- REQUIRED WORK -
Copy the listing below line for line, starting at its first line and ending with the line that has "ignorable lifecycle event." in it. Add nothing.

|---|

// SPDX-License-Identifier: AGPL-3.0-or-later
//
// Copyright (C) 2026 Relational Network

//! CPX Research postback adapter.
//!
//! Vocabulary:
//! - user id: `user_id` (falling back to `subid`)
//! - external transaction id: `trans_id`
//! - status: `1`/`completed` credit, `2`/`canceled`/`chargeback` reversal
//! - amount: `amount_usd`, falling back to `amount_local`
//! - `type=bonus` marks promotional bonus payouts (`out` is a plain earn)
//! - authenticity: `hash` (or `secure_hash`) = md5 of `<trans_id>-<secret>`,
//!   plus an optional source-IP allowlist

use tracing::warn;

use super::{first_param, PostbackDecision, PostbackEvent, ProviderKind, RawPostback};
use crate::config::PostbackConfig;
use crate::error::PostbackRejection;
use crate::money;
use crate::storage::JournalKind;
use crate::verify;

/// Map CPX's `status` parameter onto the internal event kinds.
///
/// The vocabulary is closed; anything else is a malformed request, not an
/// ignorable lifecycle event.
fn map_status(raw_status: &str) -> Option<JournalKind> {
    match raw_status.trim().to_ascii_lowercase().as_str() {
        "1" | "completed" => Some(JournalKind::Credit),
        "2" | "canceled" | "chargeback" => Some(JournalKind::Reversal),
        _ => None,
    }
}

pub(super) fn evaluate(
    raw: &RawPostback<'_>,
    config: &PostbackConfig,
) -> Result<PostbackDecision, PostbackRejection> {
    let params = raw.params;

    let Some(user_id) = first_param(params, &["user_id", "subid"]) else {
        return Err(PostbackRejection::MissingUserOrTx);
    };
    let Some(trans_id) = first_param(params, &["trans_id"]) else {
        return Err(PostbackRejection::MissingUserOrTx);
    };

    if !verify::ip_allowed(raw.remote_ip, &config.cpx.allowed_ips) {
        warn!(
            provider = "cpx",
            remote_ip = %raw.remote_ip,
            "postback from address outside the allowlist"
        );
        return Err(PostbackRejection::ForbiddenIp);
    }

    if let Some(secret) = config.cpx.secret.as_deref() {
        let expected = verify::md5_hex(&format!("{trans_id}-{secret}"));
        let provided = first_param(params, &["hash", "secure_hash"]).unwrap_or("");
        if !verify::hash_matches(provided, &expected) {
            warn!(
                provider = "cpx",
                remote_ip = %raw.remote_ip,
                trans_id,
                "postback hash mismatch"
            );
            return Err(PostbackRejection::InvalidHash);
        }
    }

    let Some(kind) = first_param(params, &["status"]).and_then(map_status) else {
        return Err(PostbackRejection::InvalidStatus);
    };

    let bonus = first_param(params, &["type"])
        .map(|t| t.eq_ignore_ascii_case("bonus"))
        .unwrap_or(false);

    let Some(raw_amount) = first_param(params, &["amount_usd", "amount_local"]) else {
        return Err(PostbackRejection::InvalidAmount);
    };
    let gross_cents = money::normalize(raw_amount, config.min_amount_cents)
        .map_err(|_| PostbackRejection::InvalidAmount)?;

    Ok(PostbackDecision::Event(PostbackEvent {
        provider: ProviderKind::Cpx,
        user_id: user_id.to_string(),
        external_id: trans_id.to_string(),
        journal_id: ProviderKind::Cpx.journal_id(trans_id),
        kind,
        bonus,
        gross_cents,
    }))
}
pub mod assembler;
pub mod schemas;
pub mod verify_url;
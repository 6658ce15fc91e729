use qlx_core::badge::assembler::{
    assemble_badge, assemble_badge_with_progress, BadgeRequest, GENERATOR_VERSION,
};
use qlx_core::badge::schemas::PROOF_SCHEME;
use qlx_core::determinism::fingerprint::fingerprint;
use qlx_core::inputs::{DocumentReference, InputKind, InputRecord, ReferenceRole};
use qlx_core::progress::{ProofStage, RecordingProgress};
use serde_json::json;

fn record(id: &str, name: &str, metadata: serde_json::Value) -> InputRecord {
    InputRecord {
        record_id: id.to_string(),
        name: name.to_string(),
        kind: InputKind::Document,
        content_digest: None,
        recorded_at_ms: 1_760_000_000_000,
        metadata,
    }
}

fn request(inputs: Vec<InputRecord>, references: Vec<DocumentReference>) -> BadgeRequest {
    BadgeRequest {
        inputs,
        references,
        jurisdiction: "UAE".to_string(),
        framework: "VARA".to_string(),
        issued_at_utc: "2026-02-10T00:00:00Z".to_string(),
    }
}

#[test]
fn empty_request_assembles_a_clean_badge() {
    let badge = assemble_badge(&request(vec![], vec![])).unwrap();
    assert!(badge.badge_id.starts_with("qlx_proof_"));
    assert_eq!(badge.combined_digest.len(), 8);
    assert!(badge.validation.issues.is_empty());
    assert!(badge.validation.valid);
    assert_eq!(badge.validation.confidence, 100);
    assert_eq!(badge.metadata.input_count, 0);
    assert_eq!(badge.metadata.jurisdiction, "UAE");
    assert_eq!(badge.metadata.framework, "VARA");
    assert_eq!(badge.metadata.generator_version, GENERATOR_VERSION);
}

#[test]
fn assembly_is_reproducible() {
    let req = request(
        vec![record("rec_1", "Policy", json!({"pages": 12}))],
        vec![],
    );
    let a = assemble_badge(&req).unwrap();
    let b = assemble_badge(&req).unwrap();
    assert_eq!(a, b);
}

#[test]
fn input_order_does_not_change_the_badge_id() {
    let first = record("rec_1", "Alpha", json!({"k": 1}));
    let second = record("rec_2", "Beta", json!({"k": 2}));
    let a = assemble_badge(&request(vec![first.clone(), second.clone()], vec![])).unwrap();
    let b = assemble_badge(&request(vec![second, first], vec![])).unwrap();
    assert_eq!(a.badge_id, b.badge_id);
    assert_eq!(a.inputs_digest, b.inputs_digest);
    assert_eq!(a.combined_digest, b.combined_digest);
}

#[test]
fn metadata_noise_does_not_change_the_badge_id() {
    let a = record("rec_1", "Alpha", json!({"x": 1, "y": [2, 1]}));
    let b = record("rec_1", "  Alpha  ", json!({"y": [1, 2], "x": 1}));
    let badge_a = assemble_badge(&request(vec![a], vec![])).unwrap();
    let badge_b = assemble_badge(&request(vec![b], vec![])).unwrap();
    assert_eq!(badge_a.badge_id, badge_b.badge_id);
}

#[test]
fn scalar_changes_move_the_badge_id() {
    let a = assemble_badge(&request(
        vec![record("rec_1", "Alpha", json!({"k": 1}))],
        vec![],
    ))
    .unwrap();
    let b = assemble_badge(&request(
        vec![record("rec_1", "Alpha", json!({"k": 2}))],
        vec![],
    ))
    .unwrap();
    assert_ne!(a.badge_id, b.badge_id);
}

#[test]
fn jurisdiction_salts_the_inputs_digest() {
    let inputs = vec![record("rec_1", "Alpha", json!({}))];
    let mut req_uae = request(inputs.clone(), vec![]);
    req_uae.jurisdiction = "UAE".to_string();
    let mut req_ksa = request(inputs, vec![]);
    req_ksa.jurisdiction = "KSA".to_string();
    let a = assemble_badge(&req_uae).unwrap();
    let b = assemble_badge(&req_ksa).unwrap();
    assert_ne!(a.inputs_digest, b.inputs_digest);
    assert_ne!(a.badge_id, b.badge_id);
}

#[test]
fn refs_digest_is_the_fingerprint_of_the_reference_digests() {
    let source = record("rec_1", "Alpha", json!({}));
    let output = record("rec_2", "Beta", json!({}));
    let references = vec![
        DocumentReference::from_record(&source, ReferenceRole::Source, "rel").unwrap(),
        DocumentReference::from_record(&output, ReferenceRole::Output, "rel").unwrap(),
    ];
    let digests: Vec<&str> = references
        .iter()
        .map(|r| r.content_digest.as_str())
        .collect();
    let expected = fingerprint(&digests, None).unwrap();

    let badge = assemble_badge(&request(vec![source, output], references)).unwrap();
    assert_eq!(badge.refs_digest, expected);
}

#[test]
fn validation_findings_land_on_the_badge() {
    let source = record("rec_1", "Alpha", json!({}));
    let references =
        vec![DocumentReference::from_record(&source, ReferenceRole::Source, "").unwrap()];
    let badge = assemble_badge(&request(vec![source], references)).unwrap();
    assert_eq!(badge.validation.issues.len(), 1);
    assert_eq!(badge.validation.confidence, 95);
    assert!(badge.validation.valid);
}

#[test]
fn verification_url_embeds_id_and_digest() {
    let badge = assemble_badge(&request(vec![], vec![])).unwrap();
    assert_eq!(
        badge.verification_url,
        format!(
            "https://verify.qlx.app/badge/{}?hash={}",
            badge.badge_id, badge.combined_digest
        )
    );
}

#[test]
fn proof_payload_is_derived_and_display_only() {
    let badge = assemble_badge(&request(
        vec![record("rec_1", "Alpha", json!({}))],
        vec![],
    ))
    .unwrap();
    assert_eq!(badge.proof.scheme, PROOF_SCHEME);
    assert!(badge.proof.display_only);
    for hexish in [
        &badge.proof.commitment,
        &badge.proof.challenge,
        &badge.proof.response,
    ] {
        assert_eq!(hexish.len(), 8);
    }
    assert_eq!(
        badge.proof.public_signals,
        vec![badge.combined_digest.clone(), "00000001".to_string()]
    );
    assert_ne!(badge.proof.commitment, badge.proof.challenge);
    assert_ne!(badge.proof.challenge, badge.proof.response);
}

#[test]
fn derived_digests_fill_missing_content_digests() {
    let source = record("rec_1", "Alpha", json!({}));
    let reference = DocumentReference::from_record(&source, ReferenceRole::Source, "rel").unwrap();
    assert_eq!(reference.content_digest.len(), 8);

    let mut with_digest = source.clone();
    with_digest.content_digest = Some("feedc0de11223344".to_string());
    let carried =
        DocumentReference::from_record(&with_digest, ReferenceRole::Source, "rel").unwrap();
    assert_eq!(carried.content_digest, "feedc0de11223344");
}

#[test]
fn progress_sink_observes_without_influencing() {
    let req = request(
        vec![record("rec_1", "Alpha", json!({"k": 1}))],
        vec![],
    );
    let mut progress = RecordingProgress::default();
    let observed = assemble_badge_with_progress(&req, &mut progress).unwrap();
    let silent = assemble_badge(&req).unwrap();
    assert_eq!(observed, silent);

    let stages: Vec<ProofStage> = progress.events.iter().map(|e| e.stage).collect();
    assert_eq!(
        stages,
        vec![
            ProofStage::Canonicalize,
            ProofStage::FingerprintInputs,
            ProofStage::FingerprintReferences,
            ProofStage::ValidateReferences,
            ProofStage::ScoreConfidence,
            ProofStage::AssembleBadge,
        ]
    );
    assert_eq!(progress.events[1].detail, observed.inputs_digest);
    assert_eq!(progress.events[5].detail, observed.badge_id);
}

|---|

- RESPONSE BOX -
// SPDX-License-Identifier: AGPL-3.0-or-later
//
// Copyright (C) 2026 Relational Network

//! CPX Research postback adapter.
//!
//! Vocabulary:
//! - user id: `user_id` (falling back to `subid`)
//! - external transaction id: `trans_id`
//! - status: `1`/`completed` credit, `2`/`canceled`/`chargeback` reversal
//! - amount: `amount_usd`, falling back to `amount_local`
//! - `type=bonus` marks promotional bonus payouts (`out` is a plain earn)
//! - authenticity: `hash` (or `secure_hash`) = md5 of `<trans_id>-<secret>`,
//!   plus an optional source-IP allowlist

use tracing::warn;

use super::{first_param, PostbackDecision, PostbackEvent, ProviderKind, RawPostback};
use crate::config::PostbackConfig;
use crate::error::PostbackRejection;
use crate::money;
use crate::storage::JournalKind;
use crate::verify;

/// Map CPX's `status` parameter onto the internal event kinds.
///
/// The vocabulary is closed; anything else is a malformed request, not an
/// ignorable lifecycle event.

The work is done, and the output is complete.